//! Frame-level anomaly detection

use super::max_of;
use crate::config::AnalysisConfig;
use crate::traits::{WindowAnalyzer, WindowAnalyzerProperties};
use crate::types::AnomalyRecord;
use crate::window::FrameWindow;
use frame_core::{Result, ANOMALY_EPSILON};
use std::time::{Duration, SystemTime};
use tracing::debug;

/// Flags frames whose change from the previous frame is large relative to
/// the spread of that change
///
/// A frame shifted uniformly against its predecessor has a large mean
/// difference and a small spread, so `mean / (std + ε)` is high. Ordinary
/// sensor noise produces differences whose mean and spread are comparable.
#[derive(Debug, Clone, Copy, PartialEq)]
pub struct AnomalyDetector {
    pub min_frames: usize,

    /// Score above which a frame is reported
    pub anomaly_threshold: f64,

    /// Spacing used to back-date the reported timestamps
    pub frame_interval: Duration,
}

impl AnomalyDetector {
    pub fn new(min_frames: usize, anomaly_threshold: f64, frame_interval: Duration) -> Self {
        Self {
            min_frames,
            anomaly_threshold,
            frame_interval,
        }
    }

    pub fn from_config(config: &AnalysisConfig) -> Self {
        Self::new(
            config.min_frames_for_anomaly,
            config.anomaly_threshold,
            config.frame_interval,
        )
    }

    /// `captured_at` minus `steps` frame intervals, saturating at the epoch
    fn back_date(&self, captured_at: SystemTime, steps: usize) -> SystemTime {
        u32::try_from(steps)
            .ok()
            .and_then(|steps| self.frame_interval.checked_mul(steps))
            .and_then(|offset| captured_at.checked_sub(offset))
            .filter(|t| *t >= SystemTime::UNIX_EPOCH)
            .unwrap_or(SystemTime::UNIX_EPOCH)
    }
}

impl Default for AnomalyDetector {
    fn default() -> Self {
        Self::from_config(&AnalysisConfig::default())
    }
}

impl WindowAnalyzerProperties for AnomalyDetector {
    fn minimum_frames(&self) -> usize {
        self.min_frames
    }

    fn method_name(&self) -> &str {
        "anomaly"
    }
}

impl WindowAnalyzer for AnomalyDetector {
    type Output = Vec<AnomalyRecord>;

    fn analyze_window(&self, window: &FrameWindow) -> Result<Option<Vec<AnomalyRecord>>> {
        if !self.can_handle_len(window.len()) {
            return Ok(None);
        }

        let total = window.len();
        let captured_at = window.captured_at();
        let mut anomalies = Vec::new();

        for (pair, diff) in window.abs_differences().outer_iter().enumerate() {
            let frame_index = pair + 1;
            let mean_difference = diff.mean().unwrap_or(0.0);
            // Unchanged frames are never anomalous
            if mean_difference.is_nan() || mean_difference <= 0.0 {
                continue;
            }

            let anomaly_score = mean_difference / (diff.std(0.0) + ANOMALY_EPSILON);
            if anomaly_score > self.anomaly_threshold {
                debug!(frame_index, anomaly_score, "anomalous frame");
                anomalies.push(AnomalyRecord {
                    frame_index,
                    anomaly_score,
                    mean_difference,
                    max_difference: max_of(diff.iter()),
                    timestamp: self.back_date(captured_at, total - frame_index),
                });
            }
        }

        Ok(Some(anomalies))
    }
}

#[cfg(test)]
mod tests {
    use super::*;
    use approx::assert_relative_eq;
    use frame_core::{Frame, FrameShape};
    use ndarray::Array2;

    fn frame(value: f64) -> Frame {
        Frame::filled(FrameShape::new(4, 4), value).unwrap()
    }

    fn window(frames: &[Frame], at: SystemTime) -> FrameWindow {
        FrameWindow::from_frames(frames, at).unwrap()
    }

    #[test]
    fn test_floor_not_met() {
        let frames: Vec<Frame> = (0..4).map(|i| frame(i as f64)).collect();
        let detector = AnomalyDetector::default();
        assert!(detector
            .analyze_window(&window(&frames, SystemTime::now()))
            .unwrap()
            .is_none());
    }

    #[test]
    fn test_uniform_jump_is_flagged() {
        let mut frames: Vec<Frame> = (0..6).map(|_| frame(1.0)).collect();
        // Frame 3 steps up by 0.5 everywhere except one cell
        let mut jumped = Array2::from_elem((4, 4), 1.5);
        jumped[[0, 0]] = 1.4;
        frames[3] = Frame::new(jumped).unwrap();

        let now = SystemTime::UNIX_EPOCH + Duration::from_secs(1_000);
        let anomalies = AnomalyDetector::default()
            .analyze_window(&window(&frames, now))
            .unwrap()
            .unwrap();

        // Frame 3 (jump up) and frame 4 (jump back) both change uniformly
        let indices: Vec<usize> = anomalies.iter().map(|a| a.frame_index).collect();
        assert_eq!(indices, vec![3, 4]);

        let record = &anomalies[0];
        assert!(record.anomaly_score > 3.0);
        assert_relative_eq!(record.max_difference, 0.5, epsilon = 1e-12);
        assert_relative_eq!(
            record.mean_difference,
            (15.0 * 0.5 + 0.4) / 16.0,
            epsilon = 1e-12
        );
        assert_eq!(record.timestamp, now - Duration::from_secs(3));
        assert_eq!(anomalies[1].timestamp, now - Duration::from_secs(2));
    }

    #[test]
    fn test_identical_frames_yield_nothing() {
        let frames: Vec<Frame> = (0..8).map(|_| frame(2.0)).collect();
        let anomalies = AnomalyDetector::default()
            .analyze_window(&window(&frames, SystemTime::now()))
            .unwrap()
            .unwrap();
        assert!(anomalies.is_empty());
    }

    #[test]
    fn test_back_dating_uses_frame_interval() {
        let detector = AnomalyDetector::new(5, 3.0, Duration::from_millis(100));
        let now = SystemTime::UNIX_EPOCH + Duration::from_secs(10);
        assert_eq!(detector.back_date(now, 4), now - Duration::from_millis(400));
        assert_eq!(
            detector.back_date(SystemTime::UNIX_EPOCH, 1),
            SystemTime::UNIX_EPOCH
        );
        // Never earlier than the epoch, even part way through an interval
        let early = SystemTime::UNIX_EPOCH + Duration::from_millis(50);
        assert_eq!(detector.back_date(early, 1), SystemTime::UNIX_EPOCH);
        assert_eq!(detector.back_date(now, 1_000), SystemTime::UNIX_EPOCH);
    }
}
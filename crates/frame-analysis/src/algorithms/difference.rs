//! Consecutive frame-to-frame differences

use super::{max_of, mean_of};
use crate::traits::{WindowAnalyzer, WindowAnalyzerProperties};
use crate::types::FrameDifferenceResult;
use crate::window::FrameWindow;
use frame_core::{guarded_ratio, Result, RATIO_EPSILON};
use ndarray::{s, Zip};

/// Absolute and relative differences between each frame and its predecessor
#[derive(Debug, Clone, Copy, Default)]
pub struct DifferenceEngine;

impl DifferenceEngine {
    pub fn new() -> Self {
        Self
    }
}

impl WindowAnalyzerProperties for DifferenceEngine {
    fn minimum_frames(&self) -> usize {
        2
    }

    fn method_name(&self) -> &str {
        "frame_difference"
    }
}

impl WindowAnalyzer for DifferenceEngine {
    type Output = FrameDifferenceResult;

    fn analyze_window(&self, window: &FrameWindow) -> Result<Option<FrameDifferenceResult>> {
        if !self.can_handle_len(window.len()) {
            return Ok(None);
        }

        let absolute = window.abs_differences();
        let stack = window.stack();
        let previous = stack.slice(s![..-1, .., ..]);
        let relative = Zip::from(&absolute)
            .and(&previous)
            .map_collect(|&diff, &prev| guarded_ratio(diff, prev, RATIO_EPSILON));

        let pair_mean_abs_diffs: Vec<f64> = absolute
            .outer_iter()
            .map(|pair| pair.mean().unwrap_or(0.0))
            .collect();
        let pair_mean_rel_diffs: Vec<f64> = relative
            .outer_iter()
            .map(|pair| pair.mean().unwrap_or(0.0))
            .collect();

        Ok(Some(FrameDifferenceResult {
            mean_abs_diff: mean_of(&pair_mean_abs_diffs),
            max_abs_diff: max_of(absolute.iter()),
            max_pair_mean_abs_diff: max_of(&pair_mean_abs_diffs),
            mean_rel_diff: mean_of(&pair_mean_rel_diffs),
            max_rel_diff: max_of(relative.iter()),
            max_pair_mean_rel_diff: max_of(&pair_mean_rel_diffs),
            absolute_differences: absolute.to_owned(),
            relative_differences: relative,
            pair_mean_abs_diffs,
            pair_mean_rel_diffs,
        }))
    }
}
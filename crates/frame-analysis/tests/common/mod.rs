//! Synthetic sensor frames shared by the integration tests

#![allow(dead_code)]

use ndarray::Array2;
use rand::prelude::*;
use rand_chacha::ChaCha8Rng;
use rand_distr::{Normal, Uniform};

pub const SIDE: usize = 64;

/// Indices of the frames that get a level shift in [`bump_sequence`]
pub const PERTURBED: [usize; 3] = [5, 12, 18];

/// Gaussian pressure bump centred on the grid, peak 0.005
pub fn gaussian_bump(side: usize) -> Array2<f64> {
    let centre = side as f64 / 2.0;
    Array2::from_shape_fn((side, side), |(r, c)| {
        let dr = r as f64 - centre;
        let dc = c as f64 - centre;
        0.005 * (-(dr * dr + dc * dc) / 100.0).exp()
    })
}

/// `count` bump frames with N(0, 1e-4) noise; frames in `perturbed` are
/// also shifted up by a per-cell U(0.5, 1.0) amount
///
/// The shift is far larger than the bump on purpose: it models a level jump
/// the anomaly score is built to catch. [`jitter_sequence`] covers the
/// milder disturbance of a displaced, noisier reading.
pub fn bump_sequence(seed: u64, count: usize, perturbed: &[usize]) -> Vec<Array2<f64>> {
    let mut rng = ChaCha8Rng::seed_from_u64(seed);
    let noise = Normal::new(0.0, 1e-4).unwrap();
    let shift = Uniform::new(0.5, 1.0);
    let base = gaussian_bump(SIDE);

    (0..count)
        .map(|i| {
            let mut frame = base.mapv(|v| v + noise.sample(&mut rng));
            if perturbed.contains(&i) {
                frame.mapv_inplace(|v| v + shift.sample(&mut rng));
            }
            frame
        })
        .collect()
}

/// Frames alternating between all zeros and all ones
pub fn alternating(count: usize, side: usize) -> Vec<Array2<f64>> {
    (0..count)
        .map(|i| Array2::from_elem((side, side), (i % 2) as f64))
        .collect()
}

/// `count` copies of one random frame
pub fn identical(seed: u64, count: usize, side: usize) -> Vec<Array2<f64>> {
    let mut rng = ChaCha8Rng::seed_from_u64(seed);
    let frame = Array2::from_shape_fn((side, side), |_| rng.gen_range(0.0..0.01));
    vec![frame; count]
}

/// Random frames with independent N(mean, std) cells
pub fn noisy(seed: u64, count: usize, side: usize, mean: f64, std: f64) -> Vec<Array2<f64>> {
    let mut rng = ChaCha8Rng::seed_from_u64(seed);
    let dist = Normal::new(mean, std).unwrap();
    (0..count)
        .map(|_| Array2::from_shape_fn((side, side), |_| dist.sample(&mut rng)))
        .collect()
}

/// `count` bump frames with noise whose std oscillates in `[0, 2e-4]`;
/// frames in `perturbed` get extra N(0, 1e-3) noise and the bump rolled by
/// up to two cells on each axis. Every cell is clipped to `[0, 0.01]`.
pub fn jitter_sequence(seed: u64, count: usize, perturbed: &[usize]) -> Vec<Array2<f64>> {
    let mut rng = ChaCha8Rng::seed_from_u64(seed);
    let burst = Normal::new(0.0, 1e-3).unwrap();
    let base = gaussian_bump(SIDE);

    (0..count)
        .map(|i| {
            let level = 1e-4 + 1e-4 * (i as f64 * 0.5).sin();
            let noise = Normal::new(0.0, level.max(0.0)).unwrap();
            let mut frame = if perturbed.contains(&i) {
                let dr: isize = rng.gen_range(-2..=2);
                let dc: isize = rng.gen_range(-2..=2);
                let n = SIDE as isize;
                let rolled = Array2::from_shape_fn((SIDE, SIDE), |(r, c)| {
                    base[[
                        (r as isize - dr).rem_euclid(n) as usize,
                        (c as isize - dc).rem_euclid(n) as usize,
                    ]]
                });
                rolled.mapv(|v| v + noise.sample(&mut rng) + burst.sample(&mut rng))
            } else {
                base.mapv(|v| v + noise.sample(&mut rng))
            };
            frame.mapv_inplace(|v| v.clamp(0.0, 0.01));
            frame
        })
        .collect()
}
//! Core types for frame-consistency analysis
//!
//! This crate provides the pieces every other crate in the workspace builds on:
//!
//! - [`Frame`]: a validated, non-empty 2D sensor reading
//! - [`IntoFrame`]: conversion from arrays, row lists and optional inputs
//! - [`Error`] / [`ValidationError`]: the shared error vocabulary
//! - [`numeric`]: epsilon-guarded ratios and parameter checks
//!
//! # Example
//!
//! ```rust
//! use frame_core::{Frame, FrameShape, IntoFrame};
//!
//! let frame = vec![vec![0.0, 0.5], vec![1.0, 1.5]].into_frame().unwrap();
//! assert_eq!(frame.shape(), FrameShape::new(2, 2));
//! assert_eq!(frame.mean(), 0.75);
//! ```

pub mod error;
pub mod frame;
pub mod numeric;

pub use error::{Error, Result, ValidationError};
pub use frame::{Frame, FrameShape, IntoFrame};
pub use numeric::{guarded_ratio, ANOMALY_EPSILON, RATIO_EPSILON};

TASK TO CARRY OUT:
Scan the material above. Copy each line that holds the word "filename".

RESPONSE TO THE EXERCISE:
filename crates/frame-analysis/src/algorithms/difference.rs
filename crates/frame-analysis/tests/common/mod.rs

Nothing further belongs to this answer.